WD-11

WD-11

The WD-11 vacuum tube, a triode, was introduced by the Westinghouse Electric corporation in 1922 for their Aeriola RF model radio and found use in other contemporary regenerative receivers (Used as a detector-amplifier) including the Regenoflex and Radiola series.The WD-11's design was somewhat ill thought out, when the filament burns out it has a tendency to contact the plate, feeding high voltages back through the heater circuitry. It was replaced just a year later by higher performance tubes which were less likely to encounter this problem, Westinghouse Electric's WD-12 and General Electric's UX-199. No radios using the WD-11 tube were designed after 1924, RCA ceased production and issued a service bulletin describing how to retrofit existing sets to use the newer UX-199 triodes.Because of its relative paucity it has become one of the most valuable vacuum tubes in the world.

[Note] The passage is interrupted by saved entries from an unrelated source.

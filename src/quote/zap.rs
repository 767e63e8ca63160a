//! Balancing search for single-sided deposits.
//!
//! A zap deposits arbitrary amounts `(a₁, a₂)`. Pooling them directly
//! would leave the over-represented asset behind, so part of it, `dx`, is
//! first swapped for the other asset. `dx` is chosen so that what remains
//! matches the pool's ratio *after* that swap:
//!
//! ```text
//! (this − dx) / (thisBalance + dx)  =  (other + out(dx)) / (otherBalance − out(dx))
//! ```
//!
//! # Search
//!
//! Integer bisection over `dx ∈ [0, this]`, run as a bounded loop. The sign
//! of the difference of the two sides is compared by cross-multiplying in
//! arbitrary precision, so no division rounds the decision. When the
//! bracket closes without an exact hit the lower bound is taken: the
//! result is best effort, and the deposit leg absorbs the last unit of
//! imbalance.
//!
//! Every probe runs a full swap pricing, so for StableSwap pools each
//! bisection step also costs Newton iterations. Both are reported.

use core::cmp::Ordering;

use super::QuoteEngine;
use crate::domain::{Amount, Quote, QuoteKind, Side};
use crate::error::{AmmError, Result};
use crate::math::{big, CheckedArithmetic};
use crate::pool::PoolState;

/// Upper bound on bisection steps; enough to bisect the whole `u128` range.
pub const MAX_BISECTION_STEPS: u32 = 128;

/// Outcome of the bisection: the swap amount and the cost of finding it.
#[derive(Debug, Clone, Copy, PartialEq, Eq)]
struct Search {
    swap_in: Amount,
    steps: u32,
    solver_iterations: u32,
}

/// Finds the balancing swap of a zap and composes the swap and deposit legs.
#[derive(Debug, Clone, Copy)]
pub struct ZapSolver<'a> {
    engine: QuoteEngine<'a>,
    step_limit: u32,
}

impl<'a> ZapSolver<'a> {
    /// Binds the solver to an engine (and so to its snapshot and timestamp).
    #[must_use]
    pub const fn new(engine: QuoteEngine<'a>) -> Self {
        Self {
            engine,
            step_limit: MAX_BISECTION_STEPS,
        }
    }

    /// Lowers the bisection step limit below [`MAX_BISECTION_STEPS`].
    #[must_use]
    pub const fn with_step_limit(mut self, limit: u32) -> Self {
        if limit < MAX_BISECTION_STEPS {
            self.step_limit = limit;
        }
        self
    }

    /// Quotes a zap of `amount1` and `amount2`.
    ///
    /// The returned quote has kind [`QuoteKind::Zap`]; its asset and LP
    /// deltas describe the deposit leg and its `zap_*` deltas the balancing
    /// swap. Its iteration count sums bisection steps, the solver
    /// iterations of every probe, the final swap and the deposit.
    ///
    /// # Errors
    ///
    /// - [`AmmError::EmptyPool`] if no LP tokens are outstanding.
    /// - [`AmmError::NonConvergence`] if the bisection exceeds its step limit.
    /// - [`AmmError::DomainViolation`] if the balanced remainder is too
    ///   small to deposit or to mint LP tokens.
    /// - Solver and arithmetic errors.
    pub fn solve(&self, amount1: Amount, amount2: Amount) -> Result<Quote> {
        if amount1.is_zero() && amount2.is_zero() {
            return Ok(Quote::zero(QuoteKind::Zap));
        }
        self.engine.ensure_funded()?;

        let amounts = [amount1, amount2];
        let (swap, search_cost) = match self.over_represented(amounts) {
            Some(side) => {
                let search = self.bisect(side, amounts[side.index()], amounts[side.other().index()])?;
                let cost = search
                    .steps
                    .checked_add(search.solver_iterations)
                    .ok_or(AmmError::Overflow("solver iteration count overflow"))?;
                (self.balancing_swap(side, search.swap_in)?, cost)
            }
            None => (Quote::zero(QuoteKind::SwapExactFor), 0),
        };

        let post = self.engine.pool().apply(&swap)?;
        let remaining1 = remainder(amount1, swap.asset1_delta())?;
        let remaining2 = remainder(amount2, swap.asset2_delta())?;
        let deposit = self.deposit_leg(&post, remaining1, remaining2)?;

        let quote = Quote::new(
            QuoteKind::Zap,
            deposit.asset1_delta(),
            deposit.asset2_delta(),
            deposit.lp_delta(),
            0,
        )
        .with_zap_swap(swap.asset1_delta(), swap.asset2_delta())
        .with_extra_iterations(search_cost)?
        .with_extra_iterations(swap.solver_iterations())?
        .with_extra_iterations(deposit.solver_iterations())?;
        Ok(quote)
    }

    /// The side whose share of the deposit exceeds its share of the pool,
    /// or `None` when the deposit already matches the pool ratio.
    fn over_represented(&self, amounts: [Amount; 2]) -> Option<Side> {
        let [balance1, balance2] = self.engine.pool().balances();
        let lhs = big(amounts[0].get()) * big(balance2);
        let rhs = big(amounts[1].get()) * big(balance1);
        match lhs.cmp(&rhs) {
            Ordering::Greater => Some(Side::First),
            Ordering::Less => Some(Side::Second),
            Ordering::Equal => None,
        }
    }

    /// Bisects the amount of `this` side to swap.
    fn bisect(&self, this: Side, this_amount: Amount, other_amount: Amount) -> Result<Search> {
        let mut lower = 0u128;
        let mut upper = this_amount.get();
        let mut steps = 0u32;
        let mut solver_iterations = 0u32;

        let found = loop {
            if lower > upper {
                tracing::trace!(steps, swap_in = lower, "zap bisection closed without exact hit");
                break lower;
            }
            if steps == self.step_limit {
                return Err(AmmError::NonConvergence(
                    "zap bisection exceeded its step limit",
                ));
            }
            steps += 1;

            let mid = lower + (upper - lower) / 2;
            let (ordering, iterations) =
                self.imbalance(this, this_amount, other_amount, Amount::new(mid))?;
            solver_iterations = solver_iterations
                .checked_add(iterations)
                .ok_or(AmmError::Overflow("solver iteration count overflow"))?;

            match ordering {
                Ordering::Less => lower = mid.saturating_add(1),
                Ordering::Greater if mid == 0 => break 0,
                Ordering::Greater => upper = mid - 1,
                Ordering::Equal => {
                    tracing::trace!(steps, swap_in = mid, "zap bisection hit exact balance");
                    break mid;
                }
            }
        };

        Ok(Search {
            swap_in: Amount::new(found.min(this_amount.get())),
            steps,
            solver_iterations,
        })
    }

    /// Compares the other side's post-swap share with this side's.
    ///
    /// `Less` means too little was swapped, `Greater` too much.
    fn imbalance(
        &self,
        this: Side,
        this_amount: Amount,
        other_amount: Amount,
        swap_in: Amount,
    ) -> Result<(Ordering, u32)> {
        let pool = self.engine.pool();
        let out = self.engine.swap_output(this, swap_in)?;
        let this_balance = pool.balance(this).get();
        let other_balance = pool.balance(this.other()).get();

        let other_left = other_balance.saturating_sub(out.value());
        let lhs = (big(other_amount.get()) + big(out.value())) * (big(this_balance) + big(swap_in.get()));
        let rhs = big(this_amount.get() - swap_in.get()) * big(other_left);
        Ok((lhs.cmp(&rhs), out.iterations()))
    }

    /// The exact-input swap of `swap_in` of `this`, or a zero swap when it
    /// would produce nothing.
    fn balancing_swap(&self, this: Side, swap_in: Amount) -> Result<Quote> {
        if swap_in.is_zero() {
            return Ok(Quote::zero(QuoteKind::SwapExactFor));
        }
        let out = self.engine.swap_output(this, swap_in)?;
        if out.value() == 0 {
            return Ok(Quote::zero(QuoteKind::SwapExactFor));
        }
        self.engine
            .swap(this, swap_in, Amount::new(out.value()), out.iterations())
    }

    /// Deposits as much of the remainder as the post-swap ratio allows,
    /// driven by whichever asset runs out first.
    fn deposit_leg(
        &self,
        post: &PoolState,
        remaining1: Amount,
        remaining2: Amount,
    ) -> Result<Quote> {
        let engine = self.engine.rebind(post);
        let asset1 = post.asset(Side::First);
        let asset2 = post.asset(Side::Second);
        if remaining1.is_zero() {
            return engine.pool_quote(asset2, nonzero(remaining2)?);
        }
        let by_first = engine.pool_quote(asset1, remaining1)?;
        if by_first.asset2_delta().unsigned_abs() <= remaining2.get() {
            return Ok(by_first);
        }
        engine.pool_quote(asset2, nonzero(remaining2)?)
    }
}

fn nonzero(remaining: Amount) -> Result<Amount> {
    if remaining.is_zero() {
        return Err(AmmError::DomainViolation("zap remainder too small to deposit"));
    }
    Ok(remaining)
}

/// What is left of `amount` after the caller's holdings move by `delta`.
fn remainder(amount: Amount, delta: i128) -> Result<Amount> {
    let magnitude = Amount::new(delta.unsigned_abs());
    if delta < 0 {
        amount.safe_sub(&magnitude)
    } else {
        amount.safe_add(&magnitude)
    }
}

At the time of this writing, new-old-stock units sell for as much as $180 and used tubes can sell for over $100, more than the radios that use them. Collectors rarely, if ever use these tubes for fear of burning them out. Sets that use the costly WD-11 and UX-199 tubes can be made to use the 1A5/GT octal power pentode (Which cost around $2.50) by wiring a 5.1 Ohm resistor between the pins of the filament and fabricating an octal to four pin adaptor. The pin for the 1A5's supressor is left unconnected and the screen is to be connected to the plate.